Oxamate
- Names: Other names Carbamoylformate; amino(oxo)acetate; 2-oxo-2-aminoacetate

Identifiers
- CAS Number: 598-90-3;
- 3D model (JSmol): Interactive image;
- Beilstein Reference: 3903880
- ChEBI: CHEBI:58363;
- ChemSpider: 2285344;
- Gmelin Reference: 217631
- PubChem CID: 3017661;

Properties
- Chemical formula: C_{2}H_{2}NO_{3}^{−}
- Molar mass: 88.043 g·mol^{−1}

= Oxamate =

Salt of oxamic acid

Oxamate is the carboxylate anion of oxamic acid. Oxamate has a molecular formula of C_{2}H_{2}NO_{3}^{−} and is an isosteric form of pyruvate. Salts and esters of oxamic acid are known collectively as oxamates.

Oxamate is a competitive inhibitor of the enzyme lactate dehydrogenase. Oxamate is a possible pyruvate analog that has the ability to halt lactate production by inhibiting lactate dehydrogenase, effectively stopping the conversation process of pyruvate to lactate.

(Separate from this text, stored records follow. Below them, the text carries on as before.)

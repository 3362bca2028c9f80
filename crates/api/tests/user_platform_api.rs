//! Integration tests for the tracked-platform list.

mod common;

use axum::http::StatusCode;
use common::{body_json, delete_auth, get_auth, patch_json_auth, post_json_auth};
use sqlx::PgPool;

async fn platform_id(pool: &PgPool, slug: &str) -> i64 {
    slettmeg_db::repositories::PlatformRepo::find_by_slug(pool, slug)
        .await
        .unwrap()
        .expect("platform should be seeded")
        .id
}

/// Tracking a platform creates an entry in not_started.
#[sqlx::test(migrations = "../db/migrations")]
async fn test_track_platform(pool: PgPool) {
    slettmeg_db::seed::seed_platforms(&pool).await.unwrap();
    let (_user, token) = common::create_authed_user(&pool, "track@example.com").await;
    let platform_id = platform_id(&pool, "reddit").await;

    let response = post_json_auth(
        common::build_test_app(pool),
        "/api/v1/user-platforms",
        &token,
        serde_json::json!({
            "platform_id": platform_id,
            "username": "u/gammelbruker",
            "notes": "gammel konto"
        }),
    )
    .await;
    assert_eq!(response.status(), StatusCode::CREATED);

    let json = body_json(response).await;
    assert_eq!(json["data"]["status"], "not_started");
    assert_eq!(json["data"]["username"], "u/gammelbruker");
    assert_eq!(json["data"]["notes"], "gammel konto");
}

/// Tracking the same platform twice is a conflict.
#[sqlx::test(migrations = "../db/migrations")]
async fn test_track_platform_twice_returns_409(pool: PgPool) {
    slettmeg_db::seed::seed_platforms(&pool).await.unwrap();
    let (_user, token) = common::create_authed_user(&pool, "twice@example.com").await;
    let platform_id = platform_id(&pool, "reddit").await;
    let body = serde_json::json!({ "platform_id": platform_id });

    let response = post_json_auth(
        common::build_test_app(pool.clone()),
        "/api/v1/user-platforms",
        &token,
        body.clone(),
    )
    .await;
    assert_eq!(response.status(), StatusCode::CREATED);

    let response = post_json_auth(
        common::build_test_app(pool),
        "/api/v1/user-platforms",
        &token,
        body,
    )
    .await;
    assert_eq!(response.status(), StatusCode::CONFLICT);
}

/// The listing joins platform display fields.
#[sqlx::test(migrations = "../db/migrations")]
async fn test_list_joins_platform_fields(pool: PgPool) {
    slettmeg_db::seed::seed_platforms(&pool).await.unwrap();
    let (_user, token) = common::create_authed_user(&pool, "list@example.com").await;
    let platform_id = platform_id(&pool, "discord").await;

    post_json_auth(
        common::build_test_app(pool.clone()),
        "/api/v1/user-platforms",
        &token,
        serde_json::json!({ "platform_id": platform_id }),
    )
    .await;

    let response = get_auth(
        common::build_test_app(pool),
        "/api/v1/user-platforms",
        &token,
    )
    .await;
    assert_eq!(response.status(), StatusCode::OK);
    let json = body_json(response).await;
    let entries = json["data"].as_array().unwrap();
    assert_eq!(entries.len(), 1);
    assert_eq!(entries[0]["platform_slug"], "discord");
    assert!(entries[0]["platform_difficulty"].is_string());
}

/// Status, username, and notes are patchable; missing fields are left
/// alone.
#[sqlx::test(migrations = "../db/migrations")]
async fn test_update_entry(pool: PgPool) {
    slettmeg_db::seed::seed_platforms(&pool).await.unwrap();
    let (_user, token) = common::create_authed_user(&pool, "patch@example.com").await;
    let platform_id = platform_id(&pool, "discord").await;

    let response = post_json_auth(
        common::build_test_app(pool.clone()),
        "/api/v1/user-platforms",
        &token,
        serde_json::json!({ "platform_id": platform_id, "notes": "behold" }),
    )
    .await;
    let json = body_json(response).await;
    let id = json["data"]["id"].as_i64().unwrap();

    let response = patch_json_auth(
        common::build_test_app(pool),
        &format!("/api/v1/user-platforms/{id}"),
        &token,
        serde_json::json!({ "status": "in_progress", "username": "discorduser#1234" }),
    )
    .await;
    assert_eq!(response.status(), StatusCode::OK);
    let json = body_json(response).await;
    assert_eq!(json["data"]["status"], "in_progress");
    assert_eq!(json["data"]["username"], "discorduser#1234");
    assert_eq!(json["data"]["notes"], "behold");
}

/// Entries are scoped to their owner and deletable.
#[sqlx::test(migrations = "../db/migrations")]
async fn test_untrack_and_ownership(pool: PgPool) {
    slettmeg_db::seed::seed_platforms(&pool).await.unwrap();
    let (_user, token) = common::create_authed_user(&pool, "owner@example.com").await;
    let (_other, other_token) = common::create_authed_user(&pool, "other@example.com").await;
    let platform_id = platform_id(&pool, "steam").await;

    let response = post_json_auth(
        common::build_test_app(pool.clone()),
        "/api/v1/user-platforms",
        &token,
        serde_json::json!({ "platform_id": platform_id }),
    )
    .await;
    let json = body_json(response).await;
    let id = json["data"]["id"].as_i64().unwrap();

    // Someone else cannot delete it.
    let response = delete_auth(
        common::build_test_app(pool.clone()),
        &format!("/api/v1/user-platforms/{id}"),
        &other_token,
    )
    .await;
    assert_eq!(response.status(), StatusCode::NOT_FOUND);

    // The owner can.
    let response = delete_auth(
        common::build_test_app(pool),
        &format!("/api/v1/user-platforms/{id}"),
        &token,
    )
    .await;
    assert_eq!(response.status(), StatusCode::NO_CONTENT);
}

Oxamate, as a lactate dehydrogenase (LDH) inhibitor, plus phenformin, an anti-diabetic agent, has been tested in conjunction with one another and it was shown that this combination has potential anti-cancer properties. Phenformin when administered by itself has a high incidence of lactic acidosis. Due to the inherent ability of oxamate to prevent the conversion of pyruvate to lactate, oxamate can be used to counterbalance the side effects of phenformin.

Oxamate also plays inhibiting roles with oxaloacetate, an important intermediate for the citric acid cycle. Oxamate competes and binds to the carboxyl transferase domain active site, and reverses the reaction of oxalaoacetate decarboxylation by pyruvate carboxylase.